Hence why I stated the current drop could be because you are doing relatively less work. (and yes kB not MB oops :)

If you are after the credits then yes it maybe benifical to go somewhere else, for example at ABC@Home the 64bit client is 3x faster than the 32bit client, last time I heard they will be giving the 64bit client users the appropriate 3 times of credit.
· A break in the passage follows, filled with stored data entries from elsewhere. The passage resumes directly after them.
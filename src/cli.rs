//! Thin CLI surface (spec §6 "CLI surface"): a `clap`-derived argument
//! struct plus a dispatcher wiring it to the maintenance engine. Parsing
//! the bespoke arkimet `.conf` section-file grammar is out of scope (spec
//! §1); dataset configuration here is read as JSON, one [`DatasetConfig`]
//! object per `-C` file, matching the corpus' own preference for `serde`
//! over a hand-rolled grammar (see `config.rs`).

use std::path::{Path, PathBuf};

use clap::Parser;

use crate::config::DatasetConfig;
use crate::error::Result;
use crate::index::Index;
use crate::maintenance::check::{CheckAgent, Mode as CheckMode};
use crate::maintenance::repack::{Mode as RepackMode, RepackAgent};
use crate::maintenance::{self, MaintenanceReport};
use crate::scanner::ScannerRegistry;

/// `ark-check`: the maintenance-engine CLI wrapper named in spec §6.
#[derive(Parser, Debug)]
#[clap(name = "ark-check", about = "Classify and repair dataset segments")]
pub struct ArkCheckArgs {
    /// Actually mutate the on-disk/index state rather than only report
    /// what would happen.
    #[clap(long)]
    pub fix: bool,

    /// Run each format's real validator during classification instead of
    /// the quick framing-only check.
    #[clap(long)]
    pub accurate: bool,

    /// After checking, also run a repack pass (pack/archive/delete/orphan
    /// cleanup) over the resulting classification.
    #[clap(long)]
    pub repack: bool,

    /// Remove every `.metadata`/`.summary` sidecar under each restricted
    /// dataset, forcing a full rescan on the next `--fix` run.
    #[clap(long = "remove-all")]
    pub remove_all: bool,

    /// Remove one named sidecar file (relative to the dataset root) before
    /// classifying.
    #[clap(long)]
    pub remove: Option<String>,

    /// Re-run `scan_test` diagnostics on message index `N` of every
    /// segment.
    #[clap(long)]
    pub scantest: Option<usize>,

    /// Comma-separated list of dataset names to restrict the run to;
    /// absent means "all loaded datasets".
    #[clap(long)]
    pub restrict: Option<String>,

    /// Dataset configuration file(s), each a JSON-encoded `DatasetConfig`.
    #[clap(short = 'C', long = "config", multiple_occurrences = true)]
    pub config: Vec<PathBuf>,
}

/// Loads one [`DatasetConfig`] per `-C` path (spec §6: configuration
/// parsing beyond this crate's typed surface is an external collaborator;
/// here the typed surface is fed via JSON rather than the native grammar).
pub fn load_datasets(paths: &[PathBuf]) -> Result<Vec<DatasetConfig>> {
    let mut datasets = Vec::with_capacity(paths.len());
    for path in paths {
        let text = std::fs::read_to_string(path)?;
        let config: DatasetConfig = serde_json::from_str(&text)
            .map_err(|e| crate::error::ArkError::Config(format!("{}: {}", path.display(), e)))?;
        config.validate()?;
        datasets.push(config);
    }
    Ok(datasets)
}

fn restrict_filter<'a>(datasets: &'a [DatasetConfig], restrict: &Option<String>) -> Vec<&'a DatasetConfig> {
    match restrict {
        None => datasets.iter().collect(),
        Some(names) => {
            let wanted: Vec<&str> = names.split(',').map(str::trim).collect();
            datasets
                .iter()
                .filter(|d| wanted.contains(&d.name.as_str()))
                .collect()
        }
    }
}

/// Removes sidecar files ahead of classification (spec §6 `--remove-all`
/// / `--remove=<metafile>`): the next `--fix` run sees the affected
/// segments as `needs-rescan` since their `.metadata`/`.summary` are gone.
fn apply_remove_flags(root: &Path, args: &ArkCheckArgs) -> Result<()> {
    if let Some(relpath) = &args.remove {
        let path = root.join(relpath);
        if path.exists() {
            std::fs::remove_file(path)?;
        }
        return Ok(());
    }
    if args.remove_all {
        for entry in walkdir::WalkDir::new(root).into_iter().filter_map(|e| e.ok()) {
            if !entry.file_type().is_file() {
                continue;
            }
            let name = entry.file_name().to_string_lossy();
            if name.ends_with(".metadata") || name.ends_with(".summary") {
                let _ = std::fs::remove_file(entry.path());
            }
        }
    }
    Ok(())
}

/// Runs the `check` CLI dispatch (spec §6) over every restricted dataset,
/// returning one [`MaintenanceReport`] per dataset plus the process exit
/// code ("0 on success, 1 on any reported error"). Datasets of a
/// non-local `type` (spec §7 `Skip`) are reported and skipped rather than
/// aborting the batch.
pub fn run_check(args: &ArkCheckArgs, datasets: &[DatasetConfig]) -> Result<(Vec<MaintenanceReport>, i32)> {
    let restricted = restrict_filter(datasets, &args.restrict);
    let scanners = ScannerRegistry::new();
    let mut reports = Vec::with_capacity(restricted.len());
    let mut any_error = false;

    for config in restricted {
        let root = config.path.clone();
        if !matches!(
            config.kind,
            crate::config::DatasetType::Local | crate::config::DatasetType::Ondisk2 | crate::config::DatasetType::Simple
        ) {
            let mut report = MaintenanceReport::new(config.name.clone());
            report.warning(&config.name, "non-local dataset type, skipping");
            reports.push(report);
            continue;
        }

        apply_remove_flags(&root, args)?;

        let index = Index::open(&root, config.index_type)?;
        let check_scanners = if args.accurate { Some(&scanners) } else { None };
        let classifications = maintenance::classify(&root, config, &index, check_scanners)?;

        let check_mode = if args.fix { CheckMode::Real } else { CheckMode::Mock };
        let check_agent = CheckAgent::new(&root, config, &index, &scanners, check_mode);
        let mut report = check_agent.run(&classifications)?;

        if args.repack {
            let repack_mode = if args.fix { RepackMode::Real } else { RepackMode::Mock };
            let mut archives = crate::archive::Archives::open_with(root.clone(), config.segments, config.index_type)?;
            let classifications = maintenance::classify(&root, config, &index, check_scanners)?;
            let mut repack_agent = RepackAgent::new(&root, config, &index, repack_mode).with_archives(&mut archives);
            let repack_report = repack_agent.run(&classifications)?;
            report.lines.extend(repack_report.lines);
            if repack_report.has_errors() {
                any_error = true;
            }
        }

        if let Some(n) = args.scantest {
            let reader = crate::reader::Reader::open(root.clone(), config.clone())?;
            let all = crate::index::Filter::match_all();
            for format in crate::metadata::Format::ALL.iter().copied() {
                reader.scan_test(n, &scanners, format, &all, |row, valid| {
                    report.warning(&row.segment_relpath, if valid { "filter mismatch" } else { "validation failed" });
                    Ok(())
                })?;
            }
        }

        if report.has_errors() {
            any_error = true;
        }
        reports.push(report);
    }

    Ok((reports, if any_error { 1 } else { 0 }))
}
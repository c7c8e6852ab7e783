//! Persistent index (spec §4.2).
//!
//! Two backends are contemplated by the spec — an embedded relational
//! store ([`sqlite`]) and an append-only manifest file ([`manifest`]) — and
//! both must expose the same contract. Rather than a `dyn`-safe trait
//! (awkward here because each backend's transaction type borrows its own
//! connection/lock in incompatible ways), the contract is expressed as the
//! [`Index`] enum: callers match once at dataset-open time and every
//! operation afterwards is a plain enum dispatch, the common "pick a
//! backend" pattern for a small, closed set of implementations.

mod manifest;
mod sqlite;

pub use manifest::ManifestIndex;
pub use sqlite::SqliteIndex;

use std::path::Path;

use crate::config::IndexType;
use crate::error::Result;
use crate::metadata::Fingerprint;
use crate::reftime::Reftime;
use crate::summary::Summary;
use crate::value::{TypeCode, Value};

/// One row of the index (spec §3 "Index row").
#[derive(Debug, Clone, PartialEq)]
pub struct Row {
    pub id: i64,
    pub fingerprint: Fingerprint,
    pub segment_relpath: String,
    pub offset: u64,
    pub size: u64,
    pub reftime: Reftime,
    pub notes: Vec<String>,
    /// The dataset's configured `index` columns, as extracted from the
    /// message at acquire time.
    pub attributes: crate::metadata::Metadata,
}

/// The row data supplied by a writer, before a backend assigns it an id.
#[derive(Debug, Clone)]
pub struct NewRow {
    pub fingerprint: Fingerprint,
    pub segment_relpath: String,
    pub offset: u64,
    pub size: u64,
    pub reftime: Reftime,
    pub notes: Vec<String>,
    pub attributes: crate::metadata::Metadata,
}

/// A single equality predicate on one metadata type-code, the coarse
/// contract spec §4.2 describes ("translates the filter's predicates on
/// indexed attributes into the native query"). The full matcher expression
/// language is an external collaborator (spec §1); this is deliberately
/// smaller.
#[derive(Debug, Clone, PartialEq)]
pub struct Predicate {
    pub code: TypeCode,
    pub value: Value,
}

/// A query filter: optional reftime bounds plus a conjunction of equality
/// predicates.
#[derive(Debug, Clone, Default)]
pub struct Filter {
    pub reftime_min: Option<chrono::DateTime<chrono::Utc>>,
    pub reftime_max: Option<chrono::DateTime<chrono::Utc>>,
    pub predicates: Vec<Predicate>,
}

impl Filter {
    pub fn match_all() -> Self {
        Self::default()
    }

    pub fn with_reftime_range(
        mut self,
        min: Option<chrono::DateTime<chrono::Utc>>,
        max: Option<chrono::DateTime<chrono::Utc>>,
    ) -> Self {
        self.reftime_min = min;
        self.reftime_max = max;
        self
    }

    pub fn with_predicate(mut self, code: TypeCode, value: Value) -> Self {
        self.predicates.push(Predicate { code, value });
        self
    }

    /// Whether `row` satisfies the reftime bounds and every predicate this
    /// filter can evaluate against the row's fingerprint/attributes.
    /// Predicates on a type-code the row doesn't carry are never
    /// considered satisfied (spec §4.2: "Predicates on unindexed
    /// attributes are returned alongside as a residual; the caller
    /// re-filters" — here there is no separate raw-message re-decode path,
    /// see DESIGN.md).
    pub fn matches(&self, row: &Row) -> bool {
        if let Some(min) = self.reftime_min {
            if row.reftime.max() < min {
                return false;
            }
        }
        if let Some(max) = self.reftime_max {
            if row.reftime.min() > max {
                return false;
            }
        }
        self.predicates.iter().all(|p| self.row_has(row, p))
    }

    fn row_has(&self, row: &Row, p: &Predicate) -> bool {
        row.fingerprint
            .items()
            .iter()
            .chain(row.attributes.iter())
            .any(|v| v.type_code() == p.code && *v == p.value)
    }
}

/// Concurrency mode for [`Index::begin_transaction`] (spec §4.2, §5).
#[derive(Debug, Clone, Copy, PartialEq, Eq)]
pub enum TxnMode {
    /// Many concurrent shared transactions are allowed.
    Shared,
    /// Waits for all other transactions (shared or exclusive) to finish.
    Exclusive,
}

/// A backend-agnostic transaction handle. Dropping without calling
/// [`Index::commit`] rolls back (manifest: in-memory state is discarded
/// and the file is left untouched; sqlite: the underlying `Transaction`
/// rolls back on drop).
pub enum Txn<'a> {
    Manifest(manifest::ManifestTxn<'a>),
    Sqlite(sqlite::SqliteTxn<'a>),
}

/// The index backend a dataset is configured to use (spec §6 `index_type`).
pub enum Index {
    Manifest(ManifestIndex),
    Sqlite(SqliteIndex),
}

impl Index {
    pub fn open(root: &Path, kind: IndexType) -> Result<Self> {
        match kind {
            IndexType::Plain => Ok(Index::Manifest(ManifestIndex::open(root)?)),
            IndexType::Sqlite => Ok(Index::Sqlite(SqliteIndex::open(root)?)),
        }
    }

    pub fn begin_transaction(&self, mode: TxnMode) -> Result<Txn<'_>> {
        match self {
            Index::Manifest(m) => Ok(Txn::Manifest(m.begin_transaction(mode)?)),
            Index::Sqlite(s) => Ok(Txn::Sqlite(s.begin_transaction(mode)?)),
        }
    }

    pub fn commit(&self, txn: Txn<'_>) -> Result<()> {
        match (self, txn) {
            (Index::Manifest(m), Txn::Manifest(t)) => m.commit(t),
            (Index::Sqlite(s), Txn::Sqlite(t)) => s.commit(t),
            _ => Err(crate::error::ArkError::consistency(
                "transaction/backend mismatch",
            )),
        }
    }

    pub fn insert(&self, txn: &mut Txn<'_>, row: NewRow) -> Result<i64> {
        match (self, txn) {
            (Index::Manifest(m), Txn::Manifest(t)) => m.insert(t, row),
            (Index::Sqlite(s), Txn::Sqlite(t)) => s.insert(t, row),
            _ => Err(crate::error::ArkError::consistency(
                "transaction/backend mismatch",
            )),
        }
    }

    pub fn replace(&self, txn: &mut Txn<'_>, row: NewRow) -> Result<i64> {
        match (self, txn) {
            (Index::Manifest(m), Txn::Manifest(t)) => m.replace(t, row),
            (Index::Sqlite(s), Txn::Sqlite(t)) => s.replace(t, row),
            _ => Err(crate::error::ArkError::consistency(
                "transaction/backend mismatch",
            )),
        }
    }

    pub fn remove(&self, txn: &mut Txn<'_>, id: i64) -> Result<String> {
        match (self, txn) {
            (Index::Manifest(m), Txn::Manifest(t)) => m.remove(t, id),
            (Index::Sqlite(s), Txn::Sqlite(t)) => s.remove(t, id),
            _ => Err(crate::error::ArkError::consistency(
                "transaction/backend mismatch",
            )),
        }
    }

    pub fn query(&self, filter: &Filter) -> Result<Vec<Row>> {
        match self {
            Index::Manifest(m) => m.query(filter),
            Index::Sqlite(s) => s.query(filter),
        }
    }

    pub fn query_summary(&self, filter: &Filter) -> Result<Summary> {
        let rows = self.query(filter)?;
        let mut summary = Summary::empty();
        for row in rows {
            let key: Vec<Value> = row.attributes.iter().cloned().collect();
            summary.add(key, row.size, row.reftime);
        }
        Ok(summary)
    }

    pub fn scan_files(&self) -> Result<Vec<(String, Vec<Row>)>> {
        match self {
            Index::Manifest(m) => m.scan_files(),
            Index::Sqlite(s) => s.scan_files(),
        }
    }

    pub fn scan_file(&self, relpath: &str) -> Result<Vec<Row>> {
        match self {
            Index::Manifest(m) => m.scan_file(relpath),
            Index::Sqlite(s) => s.scan_file(relpath),
        }
    }

    pub fn get_current(&self, fingerprint: &Fingerprint) -> Result<Option<Row>> {
        match self {
            Index::Manifest(m) => m.get_current(fingerprint),
            Index::Sqlite(s) => s.get_current(fingerprint),
        }
    }

    pub fn vacuum(&self) -> Result<u64> {
        match self {
            Index::Manifest(m) => m.vacuum(),
            Index::Sqlite(s) => s.vacuum(),
        }
    }
}
//! Concatenated-file segment layout (spec §3 "File segment", §4.1).

use std::fs::{File, OpenOptions};
use std::io::{Read, Seek, SeekFrom, Write};
use std::path::{Path, PathBuf};

use flate2::read::GzDecoder;
use flate2::write::GzEncoder;
use flate2::Compression;

use super::gzidx::{Block, GzIndex, BLOCK_SIZE};
use super::{CheckState, Claim, PendingCommit, Segment};
use crate::error::{ArkError, Result};

/// A handle on one file-layout segment, either plain or gzip-compressed.
pub struct FileSegment {
    path: PathBuf,
    gz_idx: Option<GzIndex>,
}

impl FileSegment {
    /// Opens (creating if absent) the plain, uncompressed segment file at
    /// `path`.
    pub fn open(path: impl Into<PathBuf>) -> Result<Self> {
        let path = path.into();
        let gz_path = with_suffix(&path, ".gz");
        if gz_path.exists() {
            let idx_path = with_suffix(&path, ".gz.idx");
            let gz_idx = GzIndex::load(&idx_path)?;
            return Ok(Self {
                path: gz_path,
                gz_idx: Some(gz_idx),
            });
        }
        if let Some(parent) = path.parent() {
            std::fs::create_dir_all(parent)?;
        }
        OpenOptions::new()
            .create(true)
            .write(true)
            .truncate(false)
            .open(&path)?;
        Ok(Self {
            path,
            gz_idx: None,
        })
    }

    fn file_len(&self) -> Result<u64> {
        Ok(std::fs::metadata(&self.path)?.len())
    }
}

fn with_suffix(base: &Path, suffix: &str) -> PathBuf {
    let mut s = base.as_os_str().to_os_string();
    s.push(suffix);
    PathBuf::from(s)
}

/// Pending append: the write already landed on disk; rollback truncates
/// the file back to its pre-write length (spec §4.1: "write followed by
/// atomic rename-or-truncate on commit/rollback").
pub struct PendingAppend {
    path: PathBuf,
    original_len: u64,
    committed: bool,
}

impl PendingCommit for PendingAppend {
    fn commit(mut self: Box<Self>) -> Result<()> {
        self.committed = true;
        let file = OpenOptions::new().write(true).open(&self.path)?;
        file.sync_all()?;
        Ok(())
    }
}

impl Drop for PendingAppend {
    fn drop(&mut self) {
        if !self.committed {
            if let Ok(file) = OpenOptions::new().write(true).open(&self.path) {
                let _ = file.set_len(self.original_len);
            }
        }
    }
}

/// Pending repack: the new contents were written to a sibling temp file;
/// commit renames it over the original, rollback deletes the temp file.
pub struct PendingRepack {
    tmp_path: PathBuf,
    final_path: PathBuf,
    committed: bool,
}

impl PendingCommit for PendingRepack {
    fn commit(mut self: Box<Self>) -> Result<()> {
        self.committed = true;
        std::fs::rename(&self.tmp_path, &self.final_path)?;
        Ok(())
    }
}

impl Drop for PendingRepack {
    fn drop(&mut self) {
        if !self.committed && self.tmp_path.exists() {
            let _ = std::fs::remove_file(&self.tmp_path);
        }
    }
}

impl Segment for FileSegment {
    fn append(&mut self, data: &[u8]) -> Result<(u64, Box<dyn PendingCommit + '_>)> {
        if self.gz_idx.is_some() {
            return Err(ArkError::consistency(
                "cannot append to a compressed segment; it is read-only to the writer",
            ));
        }
        let mut file = OpenOptions::new().append(true).open(&self.path)?;
        let original_len = file.seek(SeekFrom::End(0))?;
        file.write_all(data)?;
        Ok((
            original_len,
            Box::new(PendingAppend {
                path: self.path.clone(),
                original_len,
                committed: false,
            }),
        ))
    }

    fn read(&self, offset: u64, size: u64) -> Result<Vec<u8>> {
        if let Some(idx) = &self.gz_idx {
            let blocks = idx.blocks_covering(offset, size)?;
            let mut file = File::open(&self.path)?;
            let mut uncompressed = Vec::new();
            for block in &blocks {
                file.seek(SeekFrom::Start(block.compressed_start))?;
                let member = (&mut file).take(block.compressed_len);
                let mut decoder = GzDecoder::new(member);
                let mut chunk = Vec::with_capacity(block.uncompressed_len as usize);
                decoder.read_to_end(&mut chunk)?;
                uncompressed.extend_from_slice(&chunk);
            }
            let base = blocks[0].uncompressed_start;
            let start = (offset - base) as usize;
            let end = start + size as usize;
            let slice = uncompressed
                .get(start..end)
                .ok_or_else(|| ArkError::consistency("short read from compressed segment"))?;
            return Ok(slice.to_vec());
        }

        let mut file = File::open(&self.path)?;
        let len = file.seek(SeekFrom::End(0))?;
        if offset + size > len {
            return Err(ArkError::consistency(format!(
                "read past end of segment {:?} ({}..{} > {})",
                self.path,
                offset,
                offset + size,
                len
            )));
        }
        file.seek(SeekFrom::Start(offset))?;
        let mut buf = vec![0u8; size as usize];
        file.read_exact(&mut buf)?;
        Ok(buf)
    }

    fn repack(&mut self, messages: &[Vec<u8>]) -> Result<Box<dyn PendingCommit + '_>> {
        let tmp_path = with_suffix(&self.path, ".repack.tmp");
        {
            let mut tmp = File::create(&tmp_path)?;
            for m in messages {
                tmp.write_all(m)?;
            }
            tmp.sync_all()?;
        }
        Ok(Box::new(PendingRepack {
            tmp_path,
            final_path: self.path.clone(),
            committed: false,
        }))
    }

    fn check(
        &self,
        claims: &[Claim],
        quick: bool,
        validator: Option<&dyn Fn(&[u8]) -> bool>,
    ) -> Result<CheckState> {
        let total_len = if let Some(idx) = &self.gz_idx {
            idx.total_uncompressed_len()
        } else {
            self.file_len()?
        };

        let mut sorted: Vec<Claim> = claims.to_vec();
        sorted.sort_by_key(|c| c.offset);

        let mut expected_next = 0u64;
        for claim in &sorted {
            if claim.offset != expected_next {
                // gap or overlap: needs-pack can fix either by rewriting
                return Ok(CheckState::NeedsPack);
            }
            if claim.offset + claim.size > total_len {
                return Ok(CheckState::NeedsRescan);
            }
            if !quick {
                if let Some(validate) = validator {
                    let bytes = self.read(claim.offset, claim.size)?;
                    if !validate(&bytes) {
                        return Ok(CheckState::NeedsRescan);
                    }
                }
            }
            expected_next = claim.offset + claim.size;
        }

        if expected_next < total_len {
            return Ok(CheckState::NeedsPack);
        }

        Ok(CheckState::Ok)
    }

    fn logical_size(&self) -> Result<u64> {
        if let Some(idx) = &self.gz_idx {
            Ok(idx.total_uncompressed_len())
        } else {
            self.file_len()
        }
    }

    fn is_compressed(&self) -> bool {
        self.gz_idx.is_some()
    }

    fn compress(&mut self) -> Result<()> {
        if self.gz_idx.is_some() {
            return Ok(());
        }
        let raw = std::fs::read(&self.path)?;
        let gz_path = with_suffix(&self.path, ".gz");
        let idx_path = with_suffix(&self.path, ".gz.idx");

        let mut gz_file = File::create(&gz_path)?;
        let mut idx = GzIndex::new();
        let mut compressed_offset = 0u64;

        for chunk in raw.chunks(BLOCK_SIZE as usize) {
            let mut encoder = GzEncoder::new(Vec::new(), Compression::default());
            encoder.write_all(chunk)?;
            let compressed = encoder.finish()?;
            gz_file.write_all(&compressed)?;
            idx.push(Block {
                uncompressed_start: idx.total_uncompressed_len(),
                uncompressed_len: chunk.len() as u64,
                compressed_start: compressed_offset,
                compressed_len: compressed.len() as u64,
            });
            compressed_offset += compressed.len() as u64;
        }
        gz_file.sync_all()?;
        idx.save(&idx_path)?;

        std::fs::remove_file(&self.path)?;
        self.path = gz_path;
        self.gz_idx = Some(idx);
        Ok(())
    }
}

#[cfg(test)]
mod tests {
    use super::*;
    use tempfile::tempdir;

    #[test]
    fn append_then_read_round_trips() {
        let dir = tempdir().unwrap();
        let path = dir.path().join("2007/07-08.grib1");
        let mut seg = FileSegment::open(&path).unwrap();

        let (offset, pending) = seg.append(b"hello").unwrap();
        assert_eq!(offset, 0);
        pending.commit().unwrap();

        let (offset2, pending2) = seg.append(b"world").unwrap();
        assert_eq!(offset2, 5);
        pending2.commit().unwrap();

        assert_eq!(seg.read(0, 5).unwrap(), b"hello");
        assert_eq!(seg.read(5, 5).unwrap(), b"world");
    }

    #[test]
    fn dropped_pending_append_rolls_back() {
        let dir = tempdir().unwrap();
        let path = dir.path().join("seg.grib1");
        let mut seg = FileSegment::open(&path).unwrap();
        {
            let (_offset, pending) = seg.append(b"hello").unwrap();
            drop(pending);
        }
        assert_eq!(seg.logical_size().unwrap(), 0);
    }

    #[test]
    fn check_detects_gap_as_needs_pack() {
        let dir = tempdir().unwrap();
        let path = dir.path().join("seg.grib1");
        let mut seg = FileSegment::open(&path).unwrap();
        seg.append(b"hello").unwrap().1.commit().unwrap();
        seg.append(b"world").unwrap().1.commit().unwrap();

        // claim only covers the first message: the rest is a hole
        let state = seg
            .check(&[Claim { offset: 0, size: 5 }], true, None)
            .unwrap();
        assert_eq!(state, CheckState::NeedsPack);
    }

    #[test]
    fn check_detects_missing_bytes_as_needs_rescan() {
        let dir = tempdir().unwrap();
        let path = dir.path().join("seg.grib1");
        let mut seg = FileSegment::open(&path).unwrap();
        seg.append(b"hi").unwrap().1.commit().unwrap();

        let state = seg
            .check(&[Claim { offset: 0, size: 100 }], true, None)
            .unwrap();
        assert_eq!(state, CheckState::NeedsRescan);
    }

    #[test]
    fn check_passes_for_exact_coverage() {
        let dir = tempdir().unwrap();
        let path = dir.path().join("seg.grib1");
        let mut seg = FileSegment::open(&path).unwrap();
        seg.append(b"hello").unwrap().1.commit().unwrap();
        seg.append(b"world").unwrap().1.commit().unwrap();

        let state = seg
            .check(
                &[
                    Claim { offset: 0, size: 5 },
                    Claim { offset: 5, size: 5 },
                ],
                true,
                None,
            )
            .unwrap();
        assert_eq!(state, CheckState::Ok);
    }

    #[test]
    fn repack_rewrites_in_new_order() {
        let dir = tempdir().unwrap();
        let path = dir.path().join("seg.grib1");
        let mut seg = FileSegment::open(&path).unwrap();
        seg.append(b"aaa").unwrap().1.commit().unwrap();
        seg.append(b"bbb").unwrap().1.commit().unwrap();

        let pending = seg
            .repack(&[b"bbb".to_vec(), b"aaa".to_vec()])
            .unwrap();
        pending.commit().unwrap();

        assert_eq!(seg.read(0, 3).unwrap(), b"bbb");
        assert_eq!(seg.read(3, 3).unwrap(), b"aaa");
    }

    #[test]
    fn compress_then_read_round_trips_across_blocks() {
        let dir = tempdir().unwrap();
        let path = dir.path().join("seg.grib1");
        let mut seg = FileSegment::open(&path).unwrap();

        let big = vec![b'x'; (BLOCK_SIZE as usize) + 100];
        seg.append(&big).unwrap().1.commit().unwrap();
        seg.append(b"tail").unwrap().1.commit().unwrap();

        seg.compress().unwrap();
        assert!(seg.is_compressed());

        let read_back = seg.read(0, big.len() as u64).unwrap();
        assert_eq!(read_back, big);
        let tail = seg.read(big.len() as u64, 4).unwrap();
        assert_eq!(tail, b"tail");
    }
}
The same way people with SSE, SSE2, SSE3 and soon SSSE3 users would want to go to seti@homeif they wanted to legitimatly gain credit quicker as the client is going through task much quicker (so doing 'more scientific work').

My Pentium-M is granted more than cliamed so I am getting more PPD here than at other projects.
It is always going to happen.

The choice comes to this
decide on a project that suites you
or
decide on a project that suites you processor.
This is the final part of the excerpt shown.